Specific Laboratory Tests of Interest in Dogs with Chronic Diarrhoea
Serum albumin concentration: although serum albumin may be mildly to moderately decreased with many intestinal diseases involving the small intestine, severe decreases (<20 g/l) are usually due to protein-losing enteropathy and are often associated with panhypoproteinaemia. Possible causes include moderate to severe inflammatory bowel disease (IBD) or lymphangiectasia. Patients with severe hypoproteinaemia are usually severely affected and may present with ascites, hydrothorax and/or subcutaneous oedema. Hypoalbuminaemia was previously associated with refractoriness to treatment and recently was found to be a negative prognostic factor (serum albumin <20 g/l) in dogs with chronic enteropathies.

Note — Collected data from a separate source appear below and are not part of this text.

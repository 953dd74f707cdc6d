use anyhow::{Context, Result};
use ouroboros::self_referencing;

use winit::application::ApplicationHandler;
use winit::dpi::LogicalSize;
use winit::event::WindowEvent;
use winit::event_loop::{ActiveEventLoop, ControlFlow, EventLoop};
use winit::window::{Window, WindowId};

use crate::core::{App as CoreApp, AppControl, FrameCtx, WindowCtx};
use crate::device::{Gpu, GpuInit};
use crate::input::platform::winit::translate_window_event;
use crate::input::{InputFrame, InputState};
use crate::time::FrameClock;

/// Window/runtime configuration.
#[derive(Debug, Clone)]
pub struct RuntimeConfig {
    pub title: String,
    pub initial_size: LogicalSize<f64>,
}

impl Default for RuntimeConfig {
    fn default() -> Self {
        Self {
            title: "starfall".to_string(),
            initial_size: LogicalSize::new(1280.0, 720.0),
        }
    }
}

impl RuntimeConfig {
    pub fn with_title(mut self, title: impl Into<String>) -> Self {
        self.title = title.into();
        self
    }

    pub fn with_size(mut self, width: f64, height: f64) -> Self {
        self.initial_size = LogicalSize::new(width, height);
        self
    }
}

/// Runtime context passed to the application.
///
/// Commands are buffered and applied after the current callback returns.
#[derive(Default)]
pub struct RuntimeCtx {
    commands: Vec<Command>,
}

impl RuntimeCtx {
    pub fn set_title(&mut self, title: impl Into<String>) {
        self.commands.push(Command::SetTitle(title.into()));
    }

    pub fn exit(&mut self) {
        self.commands.push(Command::Exit);
    }
}

enum Command {
    SetTitle(String),
    Exit,
}

/// Entry point for the runtime.
pub struct Runtime;

impl Runtime {
    /// Opens the window and drives `app` until it exits or the window closes.
    pub fn run<A>(config: RuntimeConfig, gpu_init: GpuInit, app: A) -> Result<()>
    where
        A: 'static + CoreApp,
    {
        let event_loop = EventLoop::new().context("failed to create winit EventLoop")?;
        event_loop.set_control_flow(ControlFlow::Wait);

        let mut state = AppState::new(config, gpu_init, app);

        event_loop
            .run_app(&mut state)
            .context("winit event loop terminated with error")?;

        state.app.on_exit();
        state.failure.map_or(Ok(()), Err)
    }
}

#[self_referencing]
struct WindowEntry {
    input_state: InputState,
    input_frame: InputFrame,
    clock: FrameClock,

    /// Set when the app asked for another frame; cleared when it goes idle.
    animating: bool,

    window: Window,

    #[borrows(window)]
    #[covariant]
    gpu: Gpu<'this>,
}

struct AppState<A>
where
    A: CoreApp + 'static,
{
    config: RuntimeConfig,
    gpu_init: GpuInit,
    app: A,

    window: Option<WindowEntry>,
    exit_requested: bool,
    failure: Option<anyhow::Error>,
}

impl<A> AppState<A>
where
    A: CoreApp + 'static,
{
    fn new(config: RuntimeConfig, gpu_init: GpuInit, app: A) -> Self {
        Self {
            config,
            gpu_init,
            app,
            window: None,
            exit_requested: false,
            failure: None,
        }
    }

    fn create_window_entry(&mut self, event_loop: &ActiveEventLoop) -> Result<()> {
        let attrs = Window::default_attributes()
            .with_title(self.config.title.clone())
            .with_inner_size(self.config.initial_size);

        let window = event_loop
            .create_window(attrs)
            .context("failed to create window")?;

        let gpu_init = self.gpu_init.clone();

        let entry = WindowEntryTryBuilder {
            input_state: InputState::default(),
            input_frame: InputFrame::default(),
            clock: FrameClock::default(),
            animating: true,
            window,
            gpu_builder: |w| pollster::block_on(Gpu::new(w, gpu_init)),
        }
        .try_build()
        .context("GPU initialization failed for window")?;

        entry.with_window(|w| w.request_redraw());
        self.window = Some(entry);
        Ok(())
    }

    fn fail(&mut self, event_loop: &ActiveEventLoop, err: anyhow::Error) {
        log::error!("{err:#}");
        self.failure = Some(err);
        self.exit_requested = true;
        event_loop.exit();
    }

    fn apply_commands(&mut self, event_loop: &ActiveEventLoop, mut ctx: RuntimeCtx) {
        for cmd in ctx.commands.drain(..) {
            match cmd {
                Command::SetTitle(title) => {
                    if let Some(entry) = &self.window {
                        entry.with_window(|w| w.set_title(&title));
                    }
                }
                Command::Exit => self.exit_requested = true,
            }
        }

        if self.exit_requested {
            event_loop.exit();
        }
    }

    fn redraw(&mut self, event_loop: &ActiveEventLoop, window_id: WindowId) {
        let mut runtime_ctx = RuntimeCtx::default();
        let mut control = AppControl::Continue;

        let (app, window) = (&mut self.app, &mut self.window);
        let Some(entry) = window.as_mut() else { return };

        entry.with_mut(|fields| {
            let time = fields.clock.tick();

            {
                let mut ctx = FrameCtx {
                    window: WindowCtx {
                        id: window_id,
                        window: fields.window,
                    },
                    gpu: fields.gpu,
                    input: fields.input_state,
                    input_frame: fields.input_frame,
                    time,
                    runtime: &mut runtime_ctx,
                };

                control = app.on_frame(&mut ctx);
            }

            // Per-frame deltas are consumed by exactly one frame.
            fields.input_frame.clear();

            *fields.animating = control == AppControl::Continue;
            if *fields.animating {
                // Next animation frame: delivered at the display cadence under FIFO.
                fields.window.request_redraw();
            }
        });

        if control == AppControl::Exit {
            runtime_ctx.exit();
        }

        self.apply_commands(event_loop, runtime_ctx);
    }
}

impl<A> ApplicationHandler for AppState<A>
where
    A: CoreApp + 'static,
{
    fn resumed(&mut self, event_loop: &ActiveEventLoop) {
        if self.window.is_some() {
            return;
        }

        if let Err(e) = self.create_window_entry(event_loop) {
            self.fail(event_loop, e);
        }
    }

    fn window_event(
        &mut self,
        event_loop: &ActiveEventLoop,
        window_id: WindowId,
        event: WindowEvent,
    ) {
        if self.exit_requested {
            event_loop.exit();
            return;
        }

        let Some(entry) = self.window.as_mut() else { return };

        let mut wake = false;
        entry.with_mut(|fields| {
            if let Some(ev) = translate_window_event(fields.window, &event) {
                fields.input_state.apply_event(fields.input_frame, ev);
                // An idle app still needs a frame to observe the input.
                wake = !*fields.animating;
            }
        });

        match &event {
            WindowEvent::CloseRequested => {
                log::info!("window close requested");
                self.window = None;
                self.exit_requested = true;
                event_loop.exit();
            }

            WindowEvent::Resized(new_size) => {
                entry.with_gpu_mut(|gpu| gpu.resize(*new_size));
                entry.with_window(|w| w.request_redraw());
            }

            WindowEvent::ScaleFactorChanged { .. } => {
                let new_size = entry.with_window(|w| w.inner_size());
                entry.with_gpu_mut(|gpu| gpu.resize(new_size));
                entry.with_window(|w| w.request_redraw());
            }

            WindowEvent::RedrawRequested => self.redraw(event_loop, window_id),

            _ => {
                if wake {
                    entry.with_window(|w| w.request_redraw());
                }
            }
        }
    }
}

Serum acute phase proteins: C-reactive protein (CRP) serum concentration has been shown to increase in parallel to clinical activity of disease and may be a useful parameter to monitor the evolution of disease and/or assess response to treatment in difficult patients. However, it lacks specificity as inflammatory disorders from most organ systems may elicit an increase in CRP.
Serum cobalamin: decreased serum concentration of cobalamin may be present in distal small intestinal dysfunction. Serum cobalamin concentrations of <200 ng/l were found to have negative prognostic value in dogs with chronic enteropathies, although albumin and cobalamin concentrations were strongly correlated in these dogs.
Faecal alpha1-proteinase inhibitor: can be a useful early marker of intestinal protein loss. In patients with protein-losing enteropathy, it may also serve as a practical tool for monitoring the evolution of disease and/or assess response to treatment.
Faecal culture: this can be useful if specific bacteria are suspected (e.g., Campylobacter spp.), but can be difficult to interpret (is the identified bacterium at the origin of the problem or does it just represent an opportunistic growth in the inflamed intestine?).
Due to the multiple causes of chronic diarrhoea in dogs, a systematic approach is necessary to narrow down the list of differential diagnoses and initiate a successful treatment. While the initial efforts are non-invasive, analysis of mucosal biopsy specimens is necessary in some cases. In the vast majority of cases, this approach will be successful.
1. Allenspach K, Wieland B, et al. Chronic enteropathies in dogs: evaluation of risk factors for negative outcome. Journal of Veterinary Internal Medicine 2007; 21: 700-708.